* _About this task_: In the listing below, the line containing "Result<T, (StatusCode, Json<ErrorResponse>)>" marks the end; copy exactly every line from the first through that one.
======== The records ========
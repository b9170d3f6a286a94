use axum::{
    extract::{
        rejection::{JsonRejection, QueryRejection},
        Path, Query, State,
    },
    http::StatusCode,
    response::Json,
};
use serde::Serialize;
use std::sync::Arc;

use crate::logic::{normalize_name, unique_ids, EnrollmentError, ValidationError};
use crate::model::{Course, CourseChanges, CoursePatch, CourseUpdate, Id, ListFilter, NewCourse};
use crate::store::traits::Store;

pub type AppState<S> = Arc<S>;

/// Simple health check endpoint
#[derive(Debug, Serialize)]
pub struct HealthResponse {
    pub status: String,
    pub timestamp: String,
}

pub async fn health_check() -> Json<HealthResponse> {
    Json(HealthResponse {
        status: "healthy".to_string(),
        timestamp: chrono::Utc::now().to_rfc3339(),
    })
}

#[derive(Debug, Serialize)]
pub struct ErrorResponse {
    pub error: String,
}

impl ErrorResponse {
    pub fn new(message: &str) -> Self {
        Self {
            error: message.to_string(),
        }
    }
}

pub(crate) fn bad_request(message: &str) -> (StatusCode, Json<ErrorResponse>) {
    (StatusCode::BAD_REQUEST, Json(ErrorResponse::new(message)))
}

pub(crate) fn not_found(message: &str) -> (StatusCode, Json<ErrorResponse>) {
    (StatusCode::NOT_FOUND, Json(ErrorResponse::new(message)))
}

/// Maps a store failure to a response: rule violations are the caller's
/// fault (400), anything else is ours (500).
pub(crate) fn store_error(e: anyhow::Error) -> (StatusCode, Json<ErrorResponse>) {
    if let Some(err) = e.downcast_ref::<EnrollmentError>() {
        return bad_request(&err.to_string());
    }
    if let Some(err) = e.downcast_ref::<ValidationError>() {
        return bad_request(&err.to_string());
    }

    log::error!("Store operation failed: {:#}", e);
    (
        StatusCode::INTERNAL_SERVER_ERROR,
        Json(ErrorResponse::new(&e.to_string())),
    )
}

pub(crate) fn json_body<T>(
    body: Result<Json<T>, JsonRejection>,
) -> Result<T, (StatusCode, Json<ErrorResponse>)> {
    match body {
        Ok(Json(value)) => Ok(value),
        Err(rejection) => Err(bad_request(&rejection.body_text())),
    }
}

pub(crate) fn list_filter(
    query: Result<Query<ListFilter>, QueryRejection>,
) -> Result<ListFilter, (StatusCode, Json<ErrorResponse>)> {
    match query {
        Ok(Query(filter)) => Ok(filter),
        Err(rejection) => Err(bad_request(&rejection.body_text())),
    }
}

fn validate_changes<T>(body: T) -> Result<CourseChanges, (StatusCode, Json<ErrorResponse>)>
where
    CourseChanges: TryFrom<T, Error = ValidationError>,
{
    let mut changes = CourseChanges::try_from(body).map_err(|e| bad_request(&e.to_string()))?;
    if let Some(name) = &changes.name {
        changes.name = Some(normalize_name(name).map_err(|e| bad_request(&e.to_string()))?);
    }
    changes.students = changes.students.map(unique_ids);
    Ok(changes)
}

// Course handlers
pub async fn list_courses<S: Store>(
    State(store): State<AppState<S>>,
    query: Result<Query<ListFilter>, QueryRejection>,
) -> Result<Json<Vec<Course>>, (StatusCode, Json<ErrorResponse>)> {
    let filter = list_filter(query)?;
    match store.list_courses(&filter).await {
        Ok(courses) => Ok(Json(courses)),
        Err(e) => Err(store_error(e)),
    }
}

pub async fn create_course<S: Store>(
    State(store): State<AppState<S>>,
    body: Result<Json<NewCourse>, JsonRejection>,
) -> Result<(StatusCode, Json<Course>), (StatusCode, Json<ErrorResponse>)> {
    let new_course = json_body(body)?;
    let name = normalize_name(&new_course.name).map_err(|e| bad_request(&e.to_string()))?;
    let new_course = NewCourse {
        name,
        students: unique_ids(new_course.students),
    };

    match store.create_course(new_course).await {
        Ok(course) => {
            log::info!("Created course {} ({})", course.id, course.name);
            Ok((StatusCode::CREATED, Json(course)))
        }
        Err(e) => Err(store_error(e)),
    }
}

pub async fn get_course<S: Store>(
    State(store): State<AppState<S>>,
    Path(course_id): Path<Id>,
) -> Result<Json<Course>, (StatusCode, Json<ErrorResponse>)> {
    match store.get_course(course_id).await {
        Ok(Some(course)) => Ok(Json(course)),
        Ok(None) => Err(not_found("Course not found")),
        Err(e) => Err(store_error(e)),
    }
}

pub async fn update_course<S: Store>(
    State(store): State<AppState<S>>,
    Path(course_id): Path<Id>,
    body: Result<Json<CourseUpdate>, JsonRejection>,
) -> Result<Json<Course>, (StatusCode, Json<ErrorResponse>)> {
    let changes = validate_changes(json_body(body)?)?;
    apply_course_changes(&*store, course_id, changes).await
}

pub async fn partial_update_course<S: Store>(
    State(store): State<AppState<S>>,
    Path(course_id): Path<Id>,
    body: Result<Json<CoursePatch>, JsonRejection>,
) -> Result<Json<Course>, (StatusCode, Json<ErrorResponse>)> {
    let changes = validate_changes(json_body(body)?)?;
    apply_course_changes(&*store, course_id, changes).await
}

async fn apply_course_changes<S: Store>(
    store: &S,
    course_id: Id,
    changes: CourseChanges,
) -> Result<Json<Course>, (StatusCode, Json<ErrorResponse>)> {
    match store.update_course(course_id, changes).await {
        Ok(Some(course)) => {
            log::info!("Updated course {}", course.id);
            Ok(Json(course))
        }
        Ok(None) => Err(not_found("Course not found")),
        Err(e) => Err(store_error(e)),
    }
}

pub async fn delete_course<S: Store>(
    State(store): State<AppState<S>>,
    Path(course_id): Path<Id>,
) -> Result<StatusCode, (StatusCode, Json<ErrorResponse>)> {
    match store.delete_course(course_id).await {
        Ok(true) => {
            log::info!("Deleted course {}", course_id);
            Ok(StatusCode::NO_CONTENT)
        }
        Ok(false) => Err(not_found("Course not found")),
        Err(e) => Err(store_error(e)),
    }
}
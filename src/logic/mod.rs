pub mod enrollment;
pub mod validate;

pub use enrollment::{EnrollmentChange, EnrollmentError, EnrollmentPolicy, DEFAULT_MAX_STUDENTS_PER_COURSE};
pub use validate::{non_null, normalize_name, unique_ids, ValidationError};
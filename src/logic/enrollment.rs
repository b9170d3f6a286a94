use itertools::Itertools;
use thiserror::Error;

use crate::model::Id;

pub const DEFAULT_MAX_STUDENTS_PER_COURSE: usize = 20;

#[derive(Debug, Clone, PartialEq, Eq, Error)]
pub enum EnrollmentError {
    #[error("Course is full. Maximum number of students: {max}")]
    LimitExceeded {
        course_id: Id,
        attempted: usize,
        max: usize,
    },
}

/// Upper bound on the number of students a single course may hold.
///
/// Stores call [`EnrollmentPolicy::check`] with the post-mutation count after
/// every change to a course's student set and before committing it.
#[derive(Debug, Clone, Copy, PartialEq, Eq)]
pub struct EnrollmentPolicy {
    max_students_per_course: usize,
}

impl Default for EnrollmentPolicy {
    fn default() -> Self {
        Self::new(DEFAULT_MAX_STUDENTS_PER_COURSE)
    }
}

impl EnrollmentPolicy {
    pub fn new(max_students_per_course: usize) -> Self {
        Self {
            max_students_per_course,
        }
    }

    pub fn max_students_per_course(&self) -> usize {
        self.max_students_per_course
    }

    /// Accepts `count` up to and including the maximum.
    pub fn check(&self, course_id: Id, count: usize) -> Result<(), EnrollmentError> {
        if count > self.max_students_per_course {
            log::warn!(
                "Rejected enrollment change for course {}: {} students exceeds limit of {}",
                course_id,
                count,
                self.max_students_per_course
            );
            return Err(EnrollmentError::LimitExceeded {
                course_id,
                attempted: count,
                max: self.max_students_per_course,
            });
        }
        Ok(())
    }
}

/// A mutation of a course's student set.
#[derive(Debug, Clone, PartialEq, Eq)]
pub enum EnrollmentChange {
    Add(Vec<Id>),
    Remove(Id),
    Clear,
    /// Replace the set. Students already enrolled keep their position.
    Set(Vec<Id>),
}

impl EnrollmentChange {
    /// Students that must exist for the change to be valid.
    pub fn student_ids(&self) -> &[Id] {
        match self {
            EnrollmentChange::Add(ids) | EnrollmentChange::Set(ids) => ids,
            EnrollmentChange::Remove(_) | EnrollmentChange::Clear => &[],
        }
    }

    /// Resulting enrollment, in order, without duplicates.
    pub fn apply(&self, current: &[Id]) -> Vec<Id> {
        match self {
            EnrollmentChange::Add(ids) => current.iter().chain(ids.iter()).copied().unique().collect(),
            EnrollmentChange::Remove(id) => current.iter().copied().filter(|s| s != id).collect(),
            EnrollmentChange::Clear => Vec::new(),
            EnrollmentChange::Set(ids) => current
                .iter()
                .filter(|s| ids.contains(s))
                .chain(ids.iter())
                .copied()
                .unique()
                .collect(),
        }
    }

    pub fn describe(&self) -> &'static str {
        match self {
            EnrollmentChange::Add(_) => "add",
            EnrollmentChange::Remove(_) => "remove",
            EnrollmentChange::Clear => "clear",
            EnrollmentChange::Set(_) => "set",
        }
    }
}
========
* _Answer section_:
repository b9170d3f6a286a94
use axum::{
    extract::{
        rejection::{JsonRejection, QueryRejection},
        Path, Query, State,
    },
    http::StatusCode,
    response::Json,
};
use serde::Serialize;
use std::sync::Arc;

use crate::logic::{normalize_name, unique_ids, EnrollmentError, ValidationError};
use crate::model::{Course, CourseChanges, CoursePatch, CourseUpdate, Id, ListFilter, NewCourse};
use crate::store::traits::Store;

pub type AppState<S> = Arc<S>;

/// Simple health check endpoint
#[derive(Debug, Serialize)]
pub struct HealthResponse {
    pub status: String,
    pub timestamp: String,
}

pub async fn health_check() -> Json<HealthResponse> {
    Json(HealthResponse {
        status: "healthy".to_string(),
        timestamp: chrono::Utc::now().to_rfc3339(),
    })
}

#[derive(Debug, Serialize)]
pub struct ErrorResponse {
    pub error: String,
}

impl ErrorResponse {
    pub fn new(message: &str) -> Self {
        Self {
            error: message.to_string(),
        }
    }
}

pub(crate) fn bad_request(message: &str) -> (StatusCode, Json<ErrorResponse>) {
    (StatusCode::BAD_REQUEST, Json(ErrorResponse::new(message)))
}

pub(crate) fn not_found(message: &str) -> (StatusCode, Json<ErrorResponse>) {
    (StatusCode::NOT_FOUND, Json(ErrorResponse::new(message)))
}

/// Maps a store failure to a response: rule violations are the caller's
/// fault (400), anything else is ours (500).
pub(crate) fn store_error(e: anyhow::Error) -> (StatusCode, Json<ErrorResponse>) {
    if let Some(err) = e.downcast_ref::<EnrollmentError>() {
        return bad_request(&err.to_string());
    }
    if let Some(err) = e.downcast_ref::<ValidationError>() {
        return bad_request(&err.to_string());
    }

    log::error!("Store operation failed: {:#}", e);
    (
        StatusCode::INTERNAL_SERVER_ERROR,
        Json(ErrorResponse::new(&e.to_string())),
    )
}

pub(crate) fn json_body<T>(
    body: Result<Json<T>, JsonRejection>,
) -> Result<T, (StatusCode, Json<ErrorResponse>)> {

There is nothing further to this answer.